In March, I see my family off just as calmly, and the sirens sound just as shrilly, announcements are made in the same monotone voice, and people are jostling for space. The driver of the Vinnytsia-Warsaw bus scolds me fiercely when, for the last time before departure, I try to jump on the platform and catch one more glimpse of them, before the flow of time erases the traces on the asphalt and the scent in the house. I stand and watch the children’s palms wave in the dark window until the bright bus disappears around the corner. Points of no return for thousands and thousands of generations to come. Every time I stand under the large chandelier in Lviv, I see all of my relatives: standing, hugging, looking into each other’s eyes, not knowing what will happen. And I already know. A long separation and doubts, despair, a difficult victory, a life spent at a distance from human destiny in different cities, on streets with different names, in houses with different numbers on the walls. I know almost everything about each of them from that moment in 1941 at the Lviv railway station. I stand right next to them and try not to think about what will happen to us now.
I walk with my backpack among the crowd through the station to the fountain, stop under the chandelier, stand for a moment and look up. I call a taxi to my new address and set off to buy another car for the army, which will be heading to Kharkiv again. There, on Pravda Street, is the house where we fled to our grandfather when the Chornobyl disaster happened. The garages are no longer the same, but they seem familiar, and the bridge to the zoo is already different, and the gate is new and huge. Even after all these years, if you close your eyes tightly, you can still hear the predators behind the fence in the dark. My little brother and I would stay awake, wondering whose voice sounds so scary? Is it a lion, panther, wolf or tiger?

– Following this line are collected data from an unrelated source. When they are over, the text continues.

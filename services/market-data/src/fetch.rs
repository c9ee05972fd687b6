//! Bounded parallel price lookups
//!
//! Fans a batch of lookups out over at most `pool_width` concurrent tasks.
//! Each task gets its own timeout, started once it holds a pool permit, so a
//! batch wider than the pool runs in rounds and its wall-clock bound grows to
//! roughly `ceil(n / pool_width) × timeout`.
//!
//! Failures never escape: a lookup that errors, times out, panics or returns
//! a quote whose trading value overflows is logged, counted and left out of
//! the result.

use std::sync::Arc;
use std::time::{Duration, Instant};

use tokio::sync::Semaphore;
use tokio::task::JoinSet;
use tokio::time;
use tracing::{debug, info, warn};
use types::errors::LookupError;
use types::ids::InstrumentCode;

use crate::metrics::EngineMetrics;
use crate::provider::{PriceLookupProvider, PriceQuote};

/// Fixed-width executor for upstream price lookups.
pub struct ParallelFetchExecutor {
    provider: Arc<dyn PriceLookupProvider>,
    permits: Arc<Semaphore>,
    pool_width: usize,
    timeout: Duration,
    metrics: Arc<EngineMetrics>,
}

impl ParallelFetchExecutor {
    pub fn new(
        provider: Arc<dyn PriceLookupProvider>,
        pool_width: usize,
        timeout: Duration,
        metrics: Arc<EngineMetrics>,
    ) -> Self {
        let pool_width = pool_width.max(1);
        info!(pool_width, timeout_ms = timeout.as_millis() as u64, "Fetch executor started");
        Self {
            provider,
            permits: Arc::new(Semaphore::new(pool_width)),
            pool_width,
            timeout,
            metrics,
        }
    }

    pub fn pool_width(&self) -> usize {
        self.pool_width
    }

    /// Default per-lookup timeout.
    pub fn timeout(&self) -> Duration {
        self.timeout
    }

    /// Look up every instrument, returning the subset that succeeded.
    ///
    /// Result order is unspecified. An empty result is a valid outcome.
    pub async fn fetch_all(
        &self,
        instruments: &[InstrumentCode],
        per_task_timeout: Duration,
    ) -> Vec<(InstrumentCode, PriceQuote)> {
        if self.permits.is_closed() {
            warn!(instruments = instruments.len(), "Fetch executor is shut down, returning no data");
            return Vec::new();
        }
        if instruments.is_empty() {
            return Vec::new();
        }

        self.metrics.record_fetch_batch();
        let started = Instant::now();
        let mut tasks = JoinSet::new();

        for code in instruments.iter().cloned() {
            let provider = Arc::clone(&self.provider);
            let permits = Arc::clone(&self.permits);
            tasks.spawn(async move {
                let result = lookup(provider, permits, &code, per_task_timeout).await;
                (code, result)
            });
        }

        let mut quotes = Vec::with_capacity(instruments.len());
        while let Some(joined) = tasks.join_next().await {
            match joined {
                Ok((code, Ok(quote))) => {
                    self.metrics.record_lookup_succeeded();
                    quotes.push((code, quote));
                }
                Ok((code, Err(e))) => {
                    self.metrics
                        .record_lookup_failed(matches!(e, LookupError::Timeout { .. }));
                    warn!(
                        instrument = %code,
                        kind = e.kind_label(),
                        error = %e,
                        "Price lookup failed, excluding instrument from this round"
                    );
                }
                Err(e) => {
                    self.metrics.record_lookup_failed(false);
                    warn!(error = %e, "Price lookup task aborted");
                }
            }
        }

        debug!(
            requested = instruments.len(),
            succeeded = quotes.len(),
            elapsed_ms = started.elapsed().as_millis() as u64,
            "Fetch batch complete"
        );
        quotes
    }

    /// Close the pool. Lookups already holding a permit finish; queued and
    /// future lookups resolve to no data.
    pub fn shutdown(&self) {
        if !self.permits.is_closed() {
            self.permits.close();
            info!("Fetch executor shut down");
        }
    }

    pub fn is_shutdown(&self) -> bool {
        self.permits.is_closed()
    }
}

async fn lookup(
    provider: Arc<dyn PriceLookupProvider>,
    permits: Arc<Semaphore>,
    code: &InstrumentCode,
    per_task_timeout: Duration,
) -> Result<PriceQuote, LookupError> {
    let _permit = permits
        .acquire_owned()
        .await
        .map_err(|_| LookupError::ExecutorShutdown)?;

    match time::timeout(per_task_timeout, provider.fetch_current_price(code)).await {
        Ok(result) => result.and_then(PriceQuote::validate),
        Err(_) => Err(LookupError::Timeout {
            timeout_ms: per_task_timeout.as_millis() as u64,
        }),
    }
}

#[cfg(test)]
mod tests {
    use super::*;
    use async_trait::async_trait;
    use rust_decimal::Decimal;
    use std::collections::HashSet;
    use std::sync::atomic::{AtomicUsize, Ordering};
    use types::numeric::Volume;

    /// Codes starting with "SLOW" hang, "ERR" fail, "HUGE" resolve to a
    /// quote whose trading value overflows, anything else resolves after
    /// `delay`.
    struct ScriptedProvider {
        delay: Duration,
        in_flight: AtomicUsize,
        max_in_flight: AtomicUsize,
    }

    impl ScriptedProvider {
        fn new(delay: Duration) -> Self {
            Self {
                delay,
                in_flight: AtomicUsize::new(0),
                max_in_flight: AtomicUsize::new(0),
            }
        }
    }

    #[async_trait]
    impl PriceLookupProvider for ScriptedProvider {
        async fn fetch_current_price(
            &self,
            instrument: &InstrumentCode,
        ) -> Result<PriceQuote, LookupError> {
            let now = self.in_flight.fetch_add(1, Ordering::SeqCst) + 1;
            self.max_in_flight.fetch_max(now, Ordering::SeqCst);

            let result = if instrument.as_str().starts_with("SLOW") {
                time::sleep(Duration::from_secs(3600)).await;
                Err(LookupError::NoData)
            } else if instrument.as_str().starts_with("ERR") {
                Err(LookupError::Transport("connection reset".to_string()))
            } else if instrument.as_str().starts_with("HUGE") {
                Ok(PriceQuote {
                    current_price: Decimal::from(1_000_000_000_000u64),
                    volume: Volume::new(100_000_000_000_000_000),
                    change_rate_pct: Decimal::ZERO,
                    instrument_name: instrument.to_string(),
                    accumulated_trading_value: None,
                })
            } else {
                time::sleep(self.delay).await;
                Ok(PriceQuote {
                    current_price: Decimal::from(100),
                    volume: Volume::new(10),
                    change_rate_pct: Decimal::ZERO,
                    instrument_name: instrument.to_string(),
                    accumulated_trading_value: None,
                })
            };

            self.in_flight.fetch_sub(1, Ordering::SeqCst);
            result
        }
    }

    fn codes(raw: &[&str]) -> Vec<InstrumentCode> {
        raw.iter().map(|c| InstrumentCode::new(*c)).collect()
    }

    fn executor(provider: Arc<ScriptedProvider>, width: usize) -> (ParallelFetchExecutor, Arc<EngineMetrics>) {
        let metrics = Arc::new(EngineMetrics::new());
        let exec = ParallelFetchExecutor::new(
            provider,
            width,
            Duration::from_secs(10),
            Arc::clone(&metrics),
        );
        (exec, metrics)
    }

    #[tokio::test(start_paused = true)]
    async fn test_all_succeed() {
        let provider = Arc::new(ScriptedProvider::new(Duration::from_millis(50)));
        let (exec, metrics) = executor(provider, 10);

        let result = exec
            .fetch_all(&codes(&["A", "B", "C"]), Duration::from_secs(1))
            .await;
        let got: HashSet<String> = result.iter().map(|(c, _)| c.to_string()).collect();
        assert_eq!(got, HashSet::from(["A".into(), "B".into(), "C".into()]));
        assert_eq!(metrics.export()["lookups_succeeded"], 3);
    }

    #[tokio::test(start_paused = true)]
    async fn test_failures_and_timeouts_are_dropped() {
        let provider = Arc::new(ScriptedProvider::new(Duration::from_millis(50)));
        let (exec, metrics) = executor(provider, 10);

        let started = time::Instant::now();
        let result = exec
            .fetch_all(
                &codes(&["A", "SLOW1", "B", "ERR1", "SLOW2"]),
                Duration::from_secs(1),
            )
            .await;

        assert_eq!(result.len(), 2);
        assert!(started.elapsed() < Duration::from_secs(2));
        let exported = metrics.export();
        assert_eq!(exported["lookups_failed"], 3);
        assert_eq!(exported["lookups_timed_out"], 2);
    }

    #[tokio::test(start_paused = true)]
    async fn test_total_failure_is_empty_not_error() {
        let provider = Arc::new(ScriptedProvider::new(Duration::ZERO));
        let (exec, _) = executor(provider, 4);
        let result = exec
            .fetch_all(&codes(&["ERR1", "ERR2"]), Duration::from_secs(1))
            .await;
        assert!(result.is_empty());
    }

    #[tokio::test(start_paused = true)]
    async fn test_overflowing_quote_is_dropped() {
        let provider = Arc::new(ScriptedProvider::new(Duration::ZERO));
        let (exec, metrics) = executor(provider, 4);

        let result = exec
            .fetch_all(&codes(&["A", "HUGE1"]), Duration::from_secs(1))
            .await;
        assert_eq!(result.len(), 1);
        assert_eq!(result[0].0.as_str(), "A");
        let exported = metrics.export();
        assert_eq!(exported["lookups_succeeded"], 1);
        assert_eq!(exported["lookups_failed"], 1);
        assert_eq!(exported["lookups_timed_out"], 0);
    }

    #[tokio::test(start_paused = true)]
    async fn test_concurrency_bounded_by_pool_width() {
        let provider = Arc::new(ScriptedProvider::new(Duration::from_millis(100)));
        let (exec, _) = executor(Arc::clone(&provider), 3);

        let batch: Vec<InstrumentCode> =
            (0..10).map(|i| InstrumentCode::new(format!("{:06}", i))).collect();
        let result = exec.fetch_all(&batch, Duration::from_secs(1)).await;

        assert_eq!(result.len(), 10);
        assert!(provider.max_in_flight.load(Ordering::SeqCst) <= 3);
    }

    #[tokio::test(start_paused = true)]
    async fn test_queued_rounds_get_their_own_timeout() {
        // Width 1: each lookup waits for the previous one, but the timeout
        // only starts once it runs.
        let provider = Arc::new(ScriptedProvider::new(Duration::from_millis(600)));
        let (exec, _) = executor(provider, 1);

        let result = exec
            .fetch_all(&codes(&["A", "B", "C"]), Duration::from_secs(1))
            .await;
        assert_eq!(result.len(), 3);
    }

    #[tokio::test]
    async fn test_shutdown_returns_empty() {
        let provider = Arc::new(ScriptedProvider::new(Duration::ZERO));
        let (exec, metrics) = executor(provider, 2);

        exec.shutdown();
        assert!(exec.is_shutdown());
        let result = exec.fetch_all(&codes(&["A"]), Duration::from_secs(1)).await;
        assert!(result.is_empty());
        assert_eq!(metrics.export()["fetch_batches"], 0);
    }
}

Now let’s think together, what cluster munitions are humming through the labyrinths of Kharkiv streets at night and how far away are they? The house sways as if it’s dancing. Tomorrow we have to give away the cars and medicine, the grace of God permitting.

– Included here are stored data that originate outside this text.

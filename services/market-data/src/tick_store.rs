//! Tick store for live price updates
//!
//! Keeps a bounded, append-only history of recent ticks per instrument
//! (FIFO eviction at `max_ticks`) and drives the bar aggregator and the
//! opening price registry from the same ingestion call.
//!
//! Each instrument has its own slot lock. The slot lock is held while the
//! tick is folded into the bar aggregator, so bars see ticks in exactly the
//! order `add_tick` was called for that instrument. Lock order is always
//! tick slot → bar series.

use std::collections::VecDeque;
use std::sync::{Arc, Mutex, PoisonError};
use std::time::Instant;

use chrono::{DateTime, FixedOffset, NaiveTime, Timelike, Utc};
use dashmap::DashMap;
use rust_decimal::Decimal;
use serde::{Deserialize, Serialize};
use tracing::{info, warn};
use types::errors::TickError;
use types::ids::InstrumentCode;
use types::numeric::{Price, Volume};

use crate::bars::BarAggregator;
use crate::clock::Clock;
use crate::metrics::EngineMetrics;
use crate::opening::OpeningPriceRegistry;

/// A single observed print. Immutable once created.
#[derive(Debug, Clone, PartialEq, Eq, Serialize, Deserialize)]
pub struct TickRecord {
    /// Session-local wall-clock time of the print (second precision).
    pub occurred_at: NaiveTime,
    pub price: Decimal,
    pub volume: Volume,
    /// When the engine ingested the tick.
    pub ingested_at: DateTime<Utc>,
}

/// Bounded tick history for one instrument (ring buffer).
#[derive(Debug)]
struct TickSlot {
    ticks: VecDeque<TickRecord>,
    max_ticks: usize,
}

impl TickSlot {
    fn new(max_ticks: usize) -> Self {
        Self {
            ticks: VecDeque::with_capacity(max_ticks.min(1024)),
            max_ticks,
        }
    }

    fn push(&mut self, tick: TickRecord) {
        self.ticks.push_back(tick);
        while self.ticks.len() > self.max_ticks {
            self.ticks.pop_front();
        }
    }

    fn recent(&self, count: usize) -> Vec<TickRecord> {
        let skip = self.ticks.len().saturating_sub(count);
        self.ticks.iter().skip(skip).cloned().collect()
    }
}

/// Diagnostic counts. Eventually consistent under concurrent writes.
#[derive(Debug, Clone, Copy, Default, PartialEq, Eq, Serialize, Deserialize)]
pub struct Diagnostics {
    pub tracked_instruments: usize,
    pub total_ticks: usize,
    pub total_bars: usize,
}

/// Thread-safe per-instrument tick history.
pub struct TickStore {
    slots: DashMap<InstrumentCode, Arc<Mutex<TickSlot>>>,
    bars: Arc<BarAggregator>,
    opening: Arc<OpeningPriceRegistry>,
    clock: Arc<dyn Clock>,
    metrics: Arc<EngineMetrics>,
    max_ticks: usize,
    offset: FixedOffset,
}

impl TickStore {
    pub fn new(
        bars: Arc<BarAggregator>,
        opening: Arc<OpeningPriceRegistry>,
        clock: Arc<dyn Clock>,
        metrics: Arc<EngineMetrics>,
        max_ticks: usize,
        offset: FixedOffset,
    ) -> Self {
        info!(max_ticks, offset = %offset, "TickStore initialized");
        Self {
            slots: DashMap::new(),
            bars,
            opening,
            clock,
            metrics,
            max_ticks,
            offset,
        }
    }

    /// Ingest a tick stamped with the current wall-clock time.
    ///
    /// Records the opening price if none exists yet and folds the tick into
    /// the instrument's current minute bar. A non-positive price is rejected
    /// before any state is touched.
    pub fn add_tick(
        &self,
        instrument: &InstrumentCode,
        price: Decimal,
        volume: Volume,
    ) -> Result<(), TickError> {
        let started = Instant::now();

        let Some(price) = Price::try_new(price) else {
            self.metrics.record_tick_rejected();
            warn!(instrument = %instrument, price = %price, "Rejecting tick with non-positive price");
            return Err(TickError::NonPositivePrice(price.to_string()));
        };

        let now = self.clock.now();
        let tick = TickRecord {
            occurred_at: session_clock_time(now, self.offset),
            price: price.as_decimal(),
            volume,
            ingested_at: now,
        };

        let slot = self.slot_for(instrument);
        {
            let mut slot = slot.lock().unwrap_or_else(PoisonError::into_inner);
            self.opening.record_if_absent(instrument, price);
            self.bars.fold(instrument, price.as_decimal(), volume, now)?;
            slot.push(tick);
        }

        self.metrics
            .record_tick_ingested(started.elapsed().as_nanos() as u64);
        Ok(())
    }

    /// Ingest a tick from untyped input (signed volume, raw code).
    pub fn add_tick_raw(
        &self,
        instrument: &str,
        price: Decimal,
        volume: i64,
    ) -> Result<(), TickError> {
        let Some(code) = InstrumentCode::try_new(instrument) else {
            self.metrics.record_tick_rejected();
            warn!("Rejecting tick with empty instrument code");
            return Err(TickError::EmptyInstrument);
        };
        let Some(volume) = Volume::try_from_signed(volume) else {
            self.metrics.record_tick_rejected();
            warn!(instrument = %code, volume, "Rejecting tick with negative volume");
            return Err(TickError::NegativeVolume(volume));
        };
        self.add_tick(&code, price, volume)
    }

    /// Up to `count` most recent ticks, oldest first.
    ///
    /// The result is a copy; it stays valid while writers keep appending.
    pub fn recent_ticks(&self, instrument: &InstrumentCode, count: usize) -> Vec<TickRecord> {
        match self.slots.get(instrument).map(|s| Arc::clone(s.value())) {
            Some(slot) => slot
                .lock()
                .unwrap_or_else(PoisonError::into_inner)
                .recent(count),
            None => Vec::new(),
        }
    }

    /// Drop one instrument's ticks, bars and opening price.
    pub fn clear(&self, instrument: &InstrumentCode) {
        self.slots.remove(instrument);
        self.bars.clear(instrument);
        self.opening.reset(instrument);
        info!(instrument = %instrument, "Cleared instrument market data");
    }

    /// Drop every instrument's ticks, bars and opening prices (session start).
    pub fn clear_all(&self) {
        self.slots.clear();
        self.bars.clear_all();
        self.opening.reset_all();
        info!("Cleared all real-time market data");
    }

    pub fn diagnostics(&self) -> Diagnostics {
        let slots: Vec<Arc<Mutex<TickSlot>>> =
            self.slots.iter().map(|e| Arc::clone(e.value())).collect();
        let total_ticks = slots
            .iter()
            .map(|s| s.lock().unwrap_or_else(PoisonError::into_inner).ticks.len())
            .sum();

        Diagnostics {
            tracked_instruments: slots.len(),
            total_ticks,
            total_bars: self.bars.total_bars(),
        }
    }

    fn slot_for(&self, instrument: &InstrumentCode) -> Arc<Mutex<TickSlot>> {
        if let Some(existing) = self.slots.get(instrument) {
            return Arc::clone(existing.value());
        }
        let max_ticks = self.max_ticks;
        Arc::clone(
            self.slots
                .entry(instrument.clone())
                .or_insert_with(|| Arc::new(Mutex::new(TickSlot::new(max_ticks))))
                .value(),
        )
    }
}

fn session_clock_time(now: DateTime<Utc>, offset: FixedOffset) -> NaiveTime {
    let local = now.with_timezone(&offset).time();
    local.with_nanosecond(0).unwrap_or(local)
}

I think back to 1986 in the Kharkiv cable car: Chornobyl is on fire, but my mother and I are traveling in a red cable car high above Kharkiv. It stops abruptly because a boy and girl in another cabin have started dangling their legs outside. They sit comfortably and smoke cigarettes, and people shout at them from other cabins, but they are fine there and my mother and I are fine. We have the whole summer in our pockets, ice cream in waffle cups, and eternity ahead of us.
I can still see all this and I look up from the cabin on the cable car, which seems to hang just as helplessly above the May leaves, as I drive under these cabins to the recently-liberated Derhachi, then to the North, and then to the East, all the way to the place where grandfather half a year after saying goodbye at the Lviv train station would be captured by the Germans, the only survivor of the entire anti-tank gun crew.